Corriere della Sera - La Lettura
La nostra mente è figlia di Darwin (non di Cartesio)
Secondo il filosofo Daniel Dennett anche l’evoluzione del pensiero è frutto della selezione naturale
Come esiste la mente? E com’è possibile che si ponga questa domanda e trovi la risposta? Dai batteri a Bach (Raffaello Cortina Editore), prova a spiegarlo partendo dal primo eucariota fino ad arrivare ai vertici dell’intelligenza umana. La tesi di Daniel Dennett, fondamentalmente, è che tutto debba essere letto in termini di selezione naturale. Questo è (o almeno dovrebbe essere) ormai relativamente facile da accettare in chiave puramente biologica, ma quando si comincia a parlare di mente, consapevolezza, coscienza, le resistenze aumentano.
Tutta «colpa» di Cartesio. Da quando Descartes la scisse dal cervello, la mente ( res cogitans) non è un’entità materiale.

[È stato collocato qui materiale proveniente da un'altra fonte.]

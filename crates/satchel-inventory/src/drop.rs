//! Drop selector: a multiselector that warns before spilling liquids.

use std::sync::Arc;

use satchel_common::CharacterId;
use tracing::info;

use crate::focus::SharedFocus;
use crate::multiselect::{InventoryMultiselector, Ledger, StatsFn};
use crate::preset::Preset;
use crate::render::UiDriver;
use crate::settings::{LayoutSettings, UiMode};
use crate::stats::weight_volume_holster_stats;
use crate::world::{ItemWorld, Phase};

/// Asked once per session before liquids leave their container.
pub const LIQUID_WARNING: &str =
    "You are dropping liquid from its container.  You might not be able to pick it back up.  Really do so?";

#[derive(Debug, Clone, Copy, PartialEq, Eq)]
enum DropLiquid {
    Ask,
    No,
    Yes,
}

/// Carried stats with the ledger taken away.
#[must_use]
pub fn drop_stats(who: CharacterId) -> StatsFn {
    Box::new(move |world, ledger| {
        world
            .carry_stats_excluding(who, ledger)
            .ok()
            .map(|s| weight_volume_holster_stats(&s))
    })
}

/// Chooses items to drop.
#[derive(Debug)]
pub struct InventoryDropSelector {
    ms: InventoryMultiselector,
    warn_liquid: bool,
}

impl InventoryDropSelector {
    /// Creates a drop selector showing what stays carried in its header.
    pub fn new(
        world: &ItemWorld,
        who: CharacterId,
        preset: Arc<dyn Preset>,
        selection_title: &str,
        layout: LayoutSettings,
        ui_mode: UiMode,
        focus: SharedFocus,
    ) -> Self {
        let ms = InventoryMultiselector::new(world, who, preset, selection_title, layout, ui_mode, focus)
            .with_stats(drop_stats(who));
        Self::from_multiselector(ms)
    }

    /// Wraps a prepared multiselector.
    #[must_use]
    pub const fn from_multiselector(ms: InventoryMultiselector) -> Self {
        Self { ms, warn_liquid: true }
    }

    /// Enables or disables the liquid prompt.
    pub fn set_warn_liquid(&mut self, warn: bool) {
        self.warn_liquid = warn;
    }

    /// The underlying multiselector.
    #[must_use]
    pub const fn multiselector(&self) -> &InventoryMultiselector {
        &self.ms
    }

    /// The underlying multiselector, mutably.
    pub fn multiselector_mut(&mut self) -> &mut InventoryMultiselector {
        &mut self.ms
    }

    /// Runs the session and returns the rows to drop.
    pub fn execute(&mut self, world: &mut ItemWorld, driver: &mut dyn UiDriver) -> Ledger {
        let ledger = self.ms.execute(world, driver);
        self.filter_liquids(world, driver, ledger)
    }

    /// Drops liquid rows the user declines to spill. The first answer holds
    /// for every later liquid row.
    pub fn filter_liquids(&self, world: &ItemWorld, driver: &mut dyn UiDriver, ledger: Ledger) -> Ledger {
        let mut should_drop_liquid = DropLiquid::Ask;
        let total = ledger.len();
        let kept: Ledger = ledger
            .into_iter()
            .filter(|(item, _)| {
                let spills = world
                    .get(*item)
                    .is_some_and(|it| it.phase == Phase::Liquid && !it.is_frozen_liquid());
                if !spills {
                    return true;
                }
                if should_drop_liquid == DropLiquid::Ask {
                    should_drop_liquid = if !self.warn_liquid || driver.confirm(LIQUID_WARNING) {
                        DropLiquid::Yes
                    } else {
                        DropLiquid::No
                    };
                }
                should_drop_liquid == DropLiquid::Yes
            })
            .collect();
        if kept.len() != total {
            info!("Kept {} liquid rows in their containers", total - kept.len());
        }
        kept
    }
}

#[cfg(test)]
mod tests {
    use super::*;
    use crate::focus::FocusBroker;
    use crate::preset::DefaultPreset;
    use crate::world::{Character, Item, Location, Pocket, PocketKind};
    use crate::render::ScriptedDriver;
    use satchel_common::{ItemRef, Tripoint};

    const YOU: CharacterId = CharacterId::PLAYER;

    fn setup() -> (ItemWorld, ItemRef, ItemRef, ItemRef) {
        let mut world = ItemWorld::new();
        world.add_character(Character::new(YOU, "You", Tripoint::default()));
        let canteen = world
            .spawn(
                Item::new("canteen", "canteen", "containers")
                    .with_size(200, 100)
                    .with_pocket(Pocket::new(PocketKind::Container, 1_000, 1_000).watertight()),
                Location::Worn(YOU),
            )
            .expect("canteen");
        let inside = Location::Contained {
            parent: canteen,
            pocket: 0,
        };
        let water = world
            .spawn(
                Item::new("water", "water", "drinks")
                    .with_charges(4)
                    .with_size(250, 250)
                    .with_phase(Phase::Liquid, false),
                inside,
            )
            .expect("water");
        let ice = world
            .spawn(
                Item::new("ice", "ice", "drinks").with_phase(Phase::Liquid, true),
                inside,
            )
            .expect("ice");
        (world, canteen, water, ice)
    }

    fn dropper(world: &ItemWorld) -> InventoryDropSelector {
        InventoryDropSelector::new(
            world,
            YOU,
            Arc::new(DefaultPreset::default()),
            "ITEMS TO DROP",
            LayoutSettings::default(),
            UiMode::Categories,
            FocusBroker::shared(),
        )
    }

    #[test]
    fn test_declined_liquid_stays() {
        let (world, canteen, water, ice) = setup();
        let sel = dropper(&world);
        let mut driver = ScriptedDriver::default().with_confirms([false]);
        let kept = sel.filter_liquids(&world, &mut driver, vec![(water, 2), (ice, 1), (canteen, 1)]);
        assert_eq!(kept, vec![(ice, 1), (canteen, 1)]);
        assert_eq!(driver.questions(), &[LIQUID_WARNING.to_string()]);
    }

    #[test]
    fn test_answer_applies_to_every_liquid() {
        let (mut world, canteen, water, _) = setup();
        let juice = world
            .spawn(
                Item::new("juice", "juice", "drinks").with_phase(Phase::Liquid, false),
                Location::Contained {
                    parent: canteen,
                    pocket: 0,
                },
            )
            .expect("juice");
        let sel = dropper(&world);
        let mut driver = ScriptedDriver::default().with_confirms([true]);
        let kept = sel.filter_liquids(&world, &mut driver, vec![(water, 1), (juice, 1)]);
        assert_eq!(kept.len(), 2);
        assert_eq!(driver.questions().len(), 1);
    }

    #[test]
    fn test_no_prompt_without_warning() {
        let (world, _, water, _) = setup();
        let mut sel = dropper(&world);
        sel.set_warn_liquid(false);
        let mut driver = ScriptedDriver::default();
        let kept = sel.filter_liquids(&world, &mut driver, vec![(water, 1)]);
        assert_eq!(kept, vec![(water, 1)]);
        assert!(driver.questions().is_empty());
    }

    #[test]
    fn test_stats_subtract_ledger() {
        let (world, _, water, _) = setup();
        let stats = drop_stats(YOU);
        let before = stats(&world, &[]).expect("stats");
        let after = stats(&world, &[(water, 2)]).expect("stats");
        assert_eq!(before[0].value, "1.2");
        assert_eq!(after[0].value, "0.7");
        assert_eq!(after[1].value, "0.50");
    }
}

La dottrina secondo cui abbiamo un’anima immateriale non era nuova ovviamente, ma Cartesio l’ha trasformata in una teoria precisa. Da allora esiste il problema del dualismo e del misterioso collegamento fra mente e materia, campo di battaglia per filosofi e scienziati. Ma smentire il dualismo ha conseguenze pesanti. Che ne è del libero arbitrio e della responsabilità? I tentativi di superare la distinzione vengono spesso vanificati dalla cosiddetta «gravità cartesiana», fenomeno per cui chiunque si avvicina alla prova avverte un progressivo disagio. Dennett sostiene invece che anche la mente e l’evoluzione culturale debbano essere coraggiosamente intese come il risultato di una selezione naturale di tipo bottom-up, esattamente come è avvenuto con i geni, solo che al posto dei geni vanno posti i memi, termine con cui si possono intendere elementi esperienziali e culturali (ma sulla definizione si potrebbero spendere pagine) trasmissibili.